Poundsterling Melemah Bersiap Menghadapi Drama Brexit Baru

Poundsterling Melemah Bersiap Menghadapi Drama Brexit Baru

Perdagangan pasangan mata uang Poundsterling Inggris (GBP) terhadap Dolar Amerika Serikat (USD) mengalami pelemahan saat perdagangan pasar valuta asing sesi Asia di hari Senin, 26 Agustus 2019. Meskipun kabar mengenai pembaruan perang dagang antara Amerika Serikat dengan China sempat memberikan dorongan kenaikan pada pasangan mata uang ini saat awal pembukaan pasar forex.

Kabar terbaru mengenai perdagangan global antara Amerika Serikat dengan China disebutkan bahwa China mengumumkan mengenakan tarif baru sebagai pembalasan terhadap apa yang telah dilakukan oleh Amerika Serikat. Dengan rilisnya berita ini, maka hubungan kedua negara dengan ekonomi terbesar di dunia tersebut semakin membuat pasar cemas karena ancaman perlambatan global akan semakin nyata.

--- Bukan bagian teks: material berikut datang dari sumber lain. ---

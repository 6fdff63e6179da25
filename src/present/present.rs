//! # Present: the observer-side handle to a task.
//!
//! [`Present`] follows the future-handle convention: it is a lightweight,
//! cloneable reference to a running (or completed) task, default
//! construction yields an *empty* present that reports itself as canceled,
//! and dropping it does **not** cancel the task.
//!
//! ## Rules
//! - All operations must be invoked from any context *other than* the
//!   worker driving the task (runtime-checked); a body observing its own
//!   task is a programming error.
//! - The control surface is tolerant: canceling an already-canceled task,
//!   pausing a paused one, or touching a finished one are no-ops.
//! - `snapshot()` on an empty present is a programming error; the other
//!   operations degrade to the documented empty-present answers.

use std::sync::Arc;

use crate::core::runner::{Runner, TaskShared};
use crate::core::TaskId;
use crate::snapshot::Snapshot;

/// Handle used to query, control, and snapshot one task.
///
/// Cheap to clone; every clone refers to the same task. See the module docs
/// for the empty-present and tolerance conventions.
pub struct Present<D: Clone> {
    shared: Option<Arc<TaskShared<D>>>,
}

impl<D: Clone> Present<D> {
    /// The empty present: refers to no task and reports as canceled.
    pub fn empty() -> Self {
        Self { shared: None }
    }

    pub(crate) fn attached(shared: Arc<TaskShared<D>>) -> Self {
        Self {
            shared: Some(shared),
        }
    }

    pub(crate) fn runner(&self) -> Option<&Arc<Runner>> {
        self.shared.as_ref().map(|s| &s.runner)
    }

    /// True when this present refers to no task.
    pub fn is_empty(&self) -> bool {
        self.shared.is_none()
    }

    /// The identity of the task this present refers to.
    ///
    /// Matches the `id` carried by the task's [`Event`](crate::Event)s.
    pub fn task_id(&self) -> Option<TaskId> {
        self.runner().map(|runner| runner.id())
    }

    /// Takes an immutable snapshot of the task's state at a quiescent
    /// point.
    ///
    /// # Panics
    /// Panics on an empty present, or when called from the worker driving
    /// this task.
    #[track_caller]
    pub fn snapshot(&self) -> Snapshot<D> {
        let shared = self
            .shared
            .as_ref()
            .expect("snapshot taken through an empty present");
        shared.runner.assert_not_driver("snapshot");
        shared.cell.snapshot()
    }

    /// True when the task was canceled (or a cancel is being honored).
    ///
    /// The empty present is canceled by convention.
    pub fn is_canceled(&self) -> bool {
        match self.runner() {
            Some(runner) => runner.is_canceled(),
            None => true,
        }
    }

    /// True when the task ran to completion.
    ///
    /// Disjoint from [`is_canceled`](Self::is_canceled): a task canceled
    /// late, after finishing, reports canceled rather than finished.
    pub fn is_finished(&self) -> bool {
        match self.runner() {
            Some(runner) => runner.is_finished(),
            None => false,
        }
    }

    /// True when the task is paused, pausing, or was paused while queued.
    pub fn is_paused(&self) -> bool {
        match self.runner() {
            Some(runner) => runner.is_paused(),
            None => false,
        }
    }

    /// True when the task is queued, thinking, or resuming.
    pub fn is_running(&self) -> bool {
        match self.runner() {
            Some(runner) => runner.is_running(),
            None => false,
        }
    }

    /// Requests cooperative cancellation; returns immediately.
    ///
    /// Idempotent: an empty or already-canceled present is a no-op. A task
    /// that already finished still transitions to canceled — its completed
    /// work is treated as invalidated.
    pub fn cancel(&self) {
        if let Some(runner) = self.runner() {
            runner.request_cancel(true);
        }
    }

    /// Requests a pause; returns immediately.
    ///
    /// The task is off the stack only once the body yields; use
    /// [`wait_for_pause`](Self::wait_for_pause) to wait for that.
    pub fn pause(&self) {
        if let Some(runner) = self.runner() {
            runner.request_pause(true, true);
        }
    }

    /// Resumes a paused task (waiting first for an in-flight pause to
    /// land). A task that is not paused is left alone.
    pub async fn resume(&self) {
        if let Some(runner) = self.runner() {
            if runner.is_paused() {
                runner.request_resume(true).await;
            }
        }
    }

    /// Pause or resume, whichever `paused` asks for.
    pub async fn set_paused(&self, paused: bool) {
        if paused {
            self.pause();
        } else {
            self.resume().await;
        }
    }

    /// Flips between paused and running.
    pub async fn toggle_paused(&self) {
        let paused = self.is_paused();
        self.set_paused(!paused).await;
    }

    /// Waits until the task is off the stack (paused, finished, or
    /// canceled).
    pub async fn wait_for_pause(&self) {
        if let Some(runner) = self.runner() {
            runner.wait_for_pause(true).await;
        }
    }

    /// Waits until a requested resume has re-entered the body.
    pub async fn wait_for_resume(&self) {
        if let Some(runner) = self.runner() {
            runner.wait_for_resume().await;
        }
    }

    /// Waits until the task reaches a terminal state.
    ///
    /// Returns immediately on an empty present. Unbounded: resume or
    /// cancel a paused task before waiting on it.
    pub async fn wait_for_finished(&self) {
        if let Some(runner) = self.runner() {
            runner.wait_for_finished().await;
        }
    }
}

impl<D: Clone> Clone for Present<D> {
    fn clone(&self) -> Self {
        Self {
            shared: self.shared.clone(),
        }
    }
}

impl<D: Clone> Default for Present<D> {
    /// The empty present.
    fn default() -> Self {
        Self::empty()
    }
}

#[cfg(test)]
mod tests {
    use super::*;

    #[test]
    fn empty_present_reports_as_canceled() {
        let present: Present<u64> = Present::default();
        assert!(present.is_empty());
        assert!(present.is_canceled());
        assert!(!present.is_finished());
        assert!(!present.is_paused());
        assert!(!present.is_running());
    }

    #[test]
    fn empty_present_controls_are_noops() {
        let present: Present<u64> = Present::empty();
        present.cancel();
        present.pause();
    }

    #[test]
    #[should_panic(expected = "empty present")]
    fn empty_present_snapshot_panics() {
        let present: Present<u64> = Present::empty();
        let _ = present.snapshot();
    }

    #[tokio::test]
    async fn empty_present_waits_return_immediately() {
        let present: Present<u64> = Present::empty();
        present.wait_for_finished().await;
        present.wait_for_pause().await;
    }

    #[test]
    fn clones_share_emptiness() {
        let present: Present<u64> = Present::empty();
        assert!(present.clone().is_empty());
    }
}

Sebelumnya, Dolar Amerika Serikat (USD) juga menerima dorongan negatif dari pidato yang disampaikan oleh Ketua The Fed yakni Jerome Powell. Pidato tersebut disampaikan pada saat acara Jackson Hole Syposium pada hari Jumat akhir pekan kemarin.

Selain itu bank sentral Inggris (BoE) juga menyampaikan pesan cukup dovish yang akan membawa pengaruh terhadap Poundsterling Inggris (GBP) ke depannya. Komentar-komentar juga ini telah memberikan penjelasan mengenai arah pergerakan pasangan mata uang GBPUSD untuk perdagangan selanjutnya.

Mengenai Brexit, dikabarkan dari The Guardian bahwa kantor dari Perdana Menteri Boris Johnson meminta nasihat kepada jaksa agung yakni Geoffrey Cox mengenai potensi penutupan parlemen pada bulan September mendatang.

Perdana Menteri Johnson Boris juga mengungkapkan bahwa akan tetap optimis untuk bisa menyelesaikan polemik Brexit tanpa kesepakatan dengan Uni Eropa (UE). Dia juga menyampaikan penolakan untuk membayar perpisahan ke Uni Eropa (UE) senilai 39 Miliar Euro(EUR) jika terjadi hard Brexit atau tanpa kesepakatan.

Saat ini perdagangan di sekitar pasangan mata uang Poundsterling Inggris (GBP) terhadap Dolar Amerika Serikat (USD) akan lebih fokus terhadap pembaruan kabar mengenai Brexit daripada perang dagang.

Pasalnya, parlemen Inggris akan segera menyelesaikan masa resesinya pada bulan September mendatang dan kembali melanjutkan drama Brexit tersebut. Selain itu, pasar juga berspekulasi bahwa akan adanya kesepakatan yang akan disampaikan oleh Uni Eropa (UE).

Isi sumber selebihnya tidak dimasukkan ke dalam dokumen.